There is growing opposition to starting school again this week. Both students and teachers are increasingly critical of the announcement by NRW Education Minister Yvonne Gebauer. The schools are set to open for “Abiturienten” (those sitting university entrance exams) starting this Thursday but attendance is voluntary. For the final year classes (Mittlere Reife) at Gesamtschule, Realschule and Hauptschule, however, attendance is obligatory. Several petitions have been filed to prevent the start of school.
One example, the petition "NRW's Abiturienten stay at home" states that those graduating from high school should send a clear signal to Prime Minister Armin Laschet and Minister Gebauer. The lives of students shouldn’t be fooled with. The petition wants to enable students to receive their “Abitur” final grade based on their performance to date.Students at the vocational college in Duisdorf are also sending e-mails to Education Minister Gebauer. "I know that you are only trying to give us the 'best Abitur'. Nevertheless, I am of the opinion that this is not possible by putting our health at risk," writes one student in an e-mail, the contents made available to GA.
The students receive support from the Association of Philologists NRW, an association of teachers that prepare for the “Abitur”. It supports the decision of German Chancellor Angela Merkel, who has spoken out in favor of starting lessons on May 4 at the earliest. The recommendations for action by the Ministry of Science and Education, which went to the schools last week, were "clearly too little", he said. "Schools need concrete guidelines and solutions within the framework of their obligation to provide for the welfare (of the students)“, the association demands.

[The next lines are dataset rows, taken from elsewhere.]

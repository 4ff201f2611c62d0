//! Ordered fan-out of uncaught task errors.
//!
//! The registry is the backstop for task isolation in the executors and for failures on the timer
//! threads, so [`UncaughtErrorRegistry::report`] must never fail back into its caller.

use std::panic::{catch_unwind, AssertUnwindSafe};
use std::sync::Arc;

use parking_lot::RwLock;

use crate::core::error::{SchedulerError, UncaughtError};

/// Receives errors that escaped task callbacks.
pub trait UncaughtErrorHandler: Send + Sync {
    /// Called once per reported error, in registration order.
    fn on_uncaught_error(&self, error: &UncaughtError);
}

impl<F> UncaughtErrorHandler for F
where
    F: Fn(&UncaughtError) + Send + Sync,
{
    fn on_uncaught_error(&self, error: &UncaughtError) {
        self(error);
    }
}

/// Shared handler reference; identity decides registration and removal.
pub type SharedErrorHandler = Arc<dyn UncaughtErrorHandler>;

fn same_handler(a: &SharedErrorHandler, b: &SharedErrorHandler) -> bool {
    std::ptr::addr_eq(Arc::as_ptr(a), Arc::as_ptr(b))
}

/// Registry of uncaught error handlers.
pub struct UncaughtErrorRegistry {
    enabled: bool,
    check_invariants: bool,
    handlers: RwLock<Vec<SharedErrorHandler>>,
}

impl UncaughtErrorRegistry {
    /// Create a registry. When `enabled` is false every report is dropped.
    #[must_use]
    pub fn new(enabled: bool, check_invariants: bool) -> Self {
        Self {
            enabled,
            check_invariants,
            handlers: RwLock::new(Vec::new()),
        }
    }

    /// Whether reports are delivered to handlers.
    #[must_use]
    pub const fn is_enabled(&self) -> bool {
        self.enabled
    }

    /// Number of registered handlers.
    #[must_use]
    pub fn len(&self) -> usize {
        self.handlers.read().len()
    }

    /// True when no handler is registered.
    #[must_use]
    pub fn is_empty(&self) -> bool {
        self.handlers.read().is_empty()
    }

    fn ensure_enabled(&self) -> Result<(), SchedulerError> {
        if self.check_invariants && !self.enabled {
            return Err(SchedulerError::ErrorRegistryDisabled);
        }
        Ok(())
    }

    /// Register a handler at the end of the list.
    ///
    /// # Errors
    ///
    /// `DuplicateErrorHandler` if it is already registered, `ErrorRegistryDisabled` if handlers
    /// are disabled. Both only while invariant checking is on.
    pub fn add(&self, handler: SharedErrorHandler) -> Result<(), SchedulerError> {
        self.ensure_enabled()?;
        let mut handlers = self.handlers.write();
        if self.check_invariants && handlers.iter().any(|h| same_handler(h, &handler)) {
            return Err(SchedulerError::DuplicateErrorHandler);
        }
        handlers.push(handler);
        Ok(())
    }

    /// Remove a previously registered handler.
    ///
    /// # Errors
    ///
    /// `MissingErrorHandler` if it was not registered, `ErrorRegistryDisabled` if handlers are
    /// disabled. Both only while invariant checking is on.
    pub fn remove(&self, handler: &SharedErrorHandler) -> Result<(), SchedulerError> {
        self.ensure_enabled()?;
        let mut handlers = self.handlers.write();
        match handlers.iter().position(|h| same_handler(h, handler)) {
            Some(index) => {
                handlers.remove(index);
                Ok(())
            }
            None if self.check_invariants => Err(SchedulerError::MissingErrorHandler),
            None => Ok(()),
        }
    }

    /// Deliver `error` to every handler in registration order.
    ///
    /// A panicking handler is logged and skipped; the remaining handlers still run.
    pub fn report(&self, error: &UncaughtError) {
        if !self.enabled {
            tracing::debug!(error = %error, "uncaught error dropped, handlers disabled");
            return;
        }
        // Snapshot so handlers may add or remove handlers while being notified
        let handlers: Vec<SharedErrorHandler> = self.handlers.read().clone();
        for (index, handler) in handlers.iter().enumerate() {
            let outcome = catch_unwind(AssertUnwindSafe(|| handler.on_uncaught_error(error)));
            if let Err(payload) = outcome {
                let nested = UncaughtError::from_panic(payload.as_ref());
                tracing::error!(
                    handler_index = index,
                    error = %error,
                    nested = %nested,
                    "uncaught error handler failed while being notified"
                );
            }
        }
    }

    /// Drop all handlers.
    pub fn clear(&self) {
        self.handlers.write().clear();
    }
}

impl std::fmt::Debug for UncaughtErrorRegistry {
    fn fmt(&self, f: &mut std::fmt::Formatter<'_>) -> std::fmt::Result {
        f.debug_struct("UncaughtErrorRegistry")
            .field("enabled", &self.enabled)
            .field("handlers", &self.len())
            .finish()
    }
}

#[cfg(test)]
mod tests {
    use super::*;
    use parking_lot::Mutex;

    fn recording_handler(log: &Arc<Mutex<Vec<String>>>, label: &'static str) -> SharedErrorHandler {
        let log = Arc::clone(log);
        Arc::new(move |error: &UncaughtError| {
            log.lock().push(format!("{label}:{error}"));
        })
    }

    #[test]
    fn test_report_in_registration_order() {
        let registry = UncaughtErrorRegistry::new(true, true);
        let log = Arc::new(Mutex::new(Vec::new()));
        registry.add(recording_handler(&log, "a")).unwrap();
        registry.add(recording_handler(&log, "b")).unwrap();

        registry.report(&UncaughtError::Panicked("x".into()));
        assert_eq!(
            *log.lock(),
            vec!["a:task panicked: x".to_string(), "b:task panicked: x".to_string()]
        );
    }

    #[test]
    fn test_panicking_handler_does_not_stop_others() {
        let registry = UncaughtErrorRegistry::new(true, true);
        let log = Arc::new(Mutex::new(Vec::new()));
        let failing: SharedErrorHandler = Arc::new(|_: &UncaughtError| panic!("handler bug"));
        registry.add(failing).unwrap();
        registry.add(recording_handler(&log, "after")).unwrap();

        registry.report(&UncaughtError::Panicked("x".into()));
        assert_eq!(log.lock().len(), 1);
    }

    #[test]
    fn test_duplicate_and_missing_handlers() {
        let registry = UncaughtErrorRegistry::new(true, true);
        let log = Arc::new(Mutex::new(Vec::new()));
        let handler = recording_handler(&log, "a");
        registry.add(Arc::clone(&handler)).unwrap();

        let err = registry.add(Arc::clone(&handler)).unwrap_err();
        assert_eq!(err.code(), "duplicate-error-handler-registration");

        registry.remove(&handler).unwrap();
        assert!(registry.is_empty());
        let err = registry.remove(&handler).unwrap_err();
        assert_eq!(err.code(), "missing-error-handler-on-removal");
    }

    #[test]
    fn test_disabled_registry() {
        let registry = UncaughtErrorRegistry::new(false, true);
        let log = Arc::new(Mutex::new(Vec::new()));
        let err = registry.add(recording_handler(&log, "a")).unwrap_err();
        assert_eq!(err.code(), "error-registry-accessed-while-disabled");

        // reporting never fails, it just drops the error
        registry.report(&UncaughtError::Panicked("x".into()));
        assert!(log.lock().is_empty());
    }
}
//! Task callbacks, queue entries and cancelable handles.

use std::fmt;
use std::panic::{catch_unwind, AssertUnwindSafe};
use std::sync::{Arc, Weak};

use parking_lot::Mutex;

use crate::core::error::UncaughtError;

type TaskFn = dyn Fn() -> anyhow::Result<()> + Send + Sync + 'static;

/// A shareable task callback.
///
/// Clones share the same callback, and identity (not equality of behavior) is what executors use
/// to reject a task that is already queued. A callback signals failure by returning `Err` or by
/// panicking; both are captured by [`Task::invoke`].
#[derive(Clone)]
pub struct Task {
    callback: Arc<TaskFn>,
}

impl Task {
    /// Wrap an infallible callback.
    pub fn new<F>(callback: F) -> Self
    where
        F: Fn() + Send + Sync + 'static,
    {
        Self::fallible(move || {
            callback();
            Ok(())
        })
    }

    /// Wrap a callback that may fail.
    pub fn fallible<F>(callback: F) -> Self
    where
        F: Fn() -> anyhow::Result<()> + Send + Sync + 'static,
    {
        Self {
            callback: Arc::new(callback),
        }
    }

    /// True if both handles refer to the same callback.
    #[must_use]
    pub fn same_as(&self, other: &Self) -> bool {
        std::ptr::addr_eq(Arc::as_ptr(&self.callback), Arc::as_ptr(&other.callback))
    }

    /// Run the callback, capturing an error return or a panic.
    ///
    /// # Errors
    ///
    /// Returns the captured failure; it never unwinds into the caller.
    pub fn invoke(&self) -> Result<(), UncaughtError> {
        match catch_unwind(AssertUnwindSafe(|| (self.callback)())) {
            Ok(Ok(())) => Ok(()),
            Ok(Err(error)) => Err(UncaughtError::Failed(error)),
            Err(payload) => Err(UncaughtError::from_panic(payload.as_ref())),
        }
    }
}

impl fmt::Debug for Task {
    fn fmt(&self, f: &mut fmt::Formatter<'_>) -> fmt::Result {
        write!(f, "Task@{:p}", Arc::as_ptr(&self.callback).cast::<()>())
    }
}

/// Lifecycle of a queued entry. Leaves `Pending` exactly once.
#[derive(Debug, Clone, Copy, PartialEq, Eq)]
pub enum TaskState {
    /// Waiting to run.
    Pending,
    /// The callback has been taken for execution.
    Executed,
    /// Cancelled before it ran.
    Cancelled,
}

/// Secondary side effect run when an entry is cancelled, e.g. stopping a pending timer.
pub type CancelAction = Box<dyn FnOnce() + Send + 'static>;

struct EntryInner {
    state: TaskState,
    task: Option<Task>,
    cancel_action: Option<CancelAction>,
}

/// A task plus its optional name and cancel side effect.
///
/// Execute and cancel are idempotent and mutually exclusive: whichever happens first wins and
/// releases the callback and the cancel action.
pub struct TaskEntry {
    name: Option<String>,
    inner: Mutex<EntryInner>,
}

impl TaskEntry {
    /// An entry with only a callback.
    #[must_use]
    pub fn new(task: Task) -> Self {
        Self::with_cancel_action(None, task, None)
    }

    /// An entry with a diagnostic name and an optional secondary cancel action.
    #[must_use]
    pub fn with_cancel_action(
        name: Option<String>,
        task: Task,
        cancel_action: Option<CancelAction>,
    ) -> Self {
        Self {
            name,
            inner: Mutex::new(EntryInner {
                state: TaskState::Pending,
                task: Some(task),
                cancel_action,
            }),
        }
    }

    /// Diagnostic name, if one was supplied.
    #[must_use]
    pub fn name(&self) -> Option<&str> {
        self.name.as_deref()
    }

    /// Current lifecycle state.
    #[must_use]
    pub fn state(&self) -> TaskState {
        self.inner.lock().state
    }

    /// True while the entry still holds `task`.
    #[must_use]
    pub fn holds(&self, task: &Task) -> bool {
        self.inner
            .lock()
            .task
            .as_ref()
            .is_some_and(|held| held.same_as(task))
    }

    /// Run the callback if the entry is still pending.
    ///
    /// The callback and cancel action are released before the callback runs, so the entry is
    /// `Executed` even when the callback fails.
    ///
    /// # Errors
    ///
    /// Returns the failure captured from the callback.
    pub fn execute(&self) -> Result<(), UncaughtError> {
        let task = {
            let mut inner = self.inner.lock();
            if inner.state != TaskState::Pending {
                return Ok(());
            }
            inner.state = TaskState::Executed;
            inner.cancel_action = None;
            inner.task.take()
        };
        task.map_or(Ok(()), |task| task.invoke())
    }

    /// Cancel the entry if it is still pending, running the cancel action once.
    pub fn cancel(&self) {
        let action = {
            let mut inner = self.inner.lock();
            if inner.state != TaskState::Pending {
                return;
            }
            inner.state = TaskState::Cancelled;
            inner.task = None;
            inner.cancel_action.take()
        };
        if let Some(action) = action {
            action();
        }
    }
}

impl fmt::Display for TaskEntry {
    fn fmt(&self, f: &mut fmt::Formatter<'_>) -> fmt::Result {
        match &self.name {
            Some(name) => f.write_str(name),
            None => write!(f, "TaskEntry@{:p}", std::ptr::from_ref(self)),
        }
    }
}

impl fmt::Debug for TaskEntry {
    fn fmt(&self, f: &mut fmt::Formatter<'_>) -> fmt::Result {
        f.debug_struct("TaskEntry")
            .field("name", &self.name)
            .field("state", &self.state())
            .finish()
    }
}

/// Handle allowing at-most-once cancellation of a scheduled task.
///
/// The handle does not keep the entry alive: once the queue or timer that owns the entry releases
/// it, [`Cancelable::cancel`] does nothing and [`Cancelable::state`] returns `None`.
#[derive(Clone, Debug)]
pub struct Cancelable {
    entry: Weak<TaskEntry>,
    name: Option<String>,
}

impl Cancelable {
    pub(crate) fn new(entry: &Arc<TaskEntry>) -> Self {
        Self {
            entry: Arc::downgrade(entry),
            name: entry.name().map(ToString::to_string),
        }
    }

    /// Cancel the task. Repeated calls, or calls after the task ran, have no further effect.
    pub fn cancel(&self) {
        if let Some(entry) = self.entry.upgrade() {
            entry.cancel();
        }
    }

    /// State of the underlying entry, or `None` once its owner has released it.
    #[must_use]
    pub fn state(&self) -> Option<TaskState> {
        self.entry.upgrade().map(|entry| entry.state())
    }

    /// Diagnostic name of the task, if any.
    #[must_use]
    pub fn name(&self) -> Option<&str> {
        self.name.as_deref()
    }
}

The Education and Science Union (GEW) has also launched a petition. The GEW is appalled that the state government's decision to open schools this week is negligently endangering the health of teachers, pupils and families, criticizes Rolf Haßelkus, chairman of the GEW in Bonn. Naturally, one would like to teach the students again. ”We are in line with the Chancellor. Let's take it slowly and not ruin everything we have built up," Haßelkus appealed to the state politicians. He said that in this exceptional situation, it is not possible to start school in a rush.
Meanwhile, the schools are preparing to open again. A message will be sent to parents saying that students are advised to wear a mask when using public transport, says Margarete Ruhnke, head of the Bertolt-Brecht Gesamtschule. "But we cannot assume that every pupil owns a mask." In the school, everything needs to be arranged in such a way that the rules of distance can be observed. "Classes need to be limited to about eight people per class," says Ruhnke. One staircase is to be used for access and another for exiting.
The school had been cleaned intensively during the holiday period. "This will be a huge challenge," Ruhnke continued. "We have to organize a lot in a short time." And there is still a lot that has not been clarified. “There are currently a few things that are not yet fully established," says Ruhnke, who believes that the school as a whole is well prepared.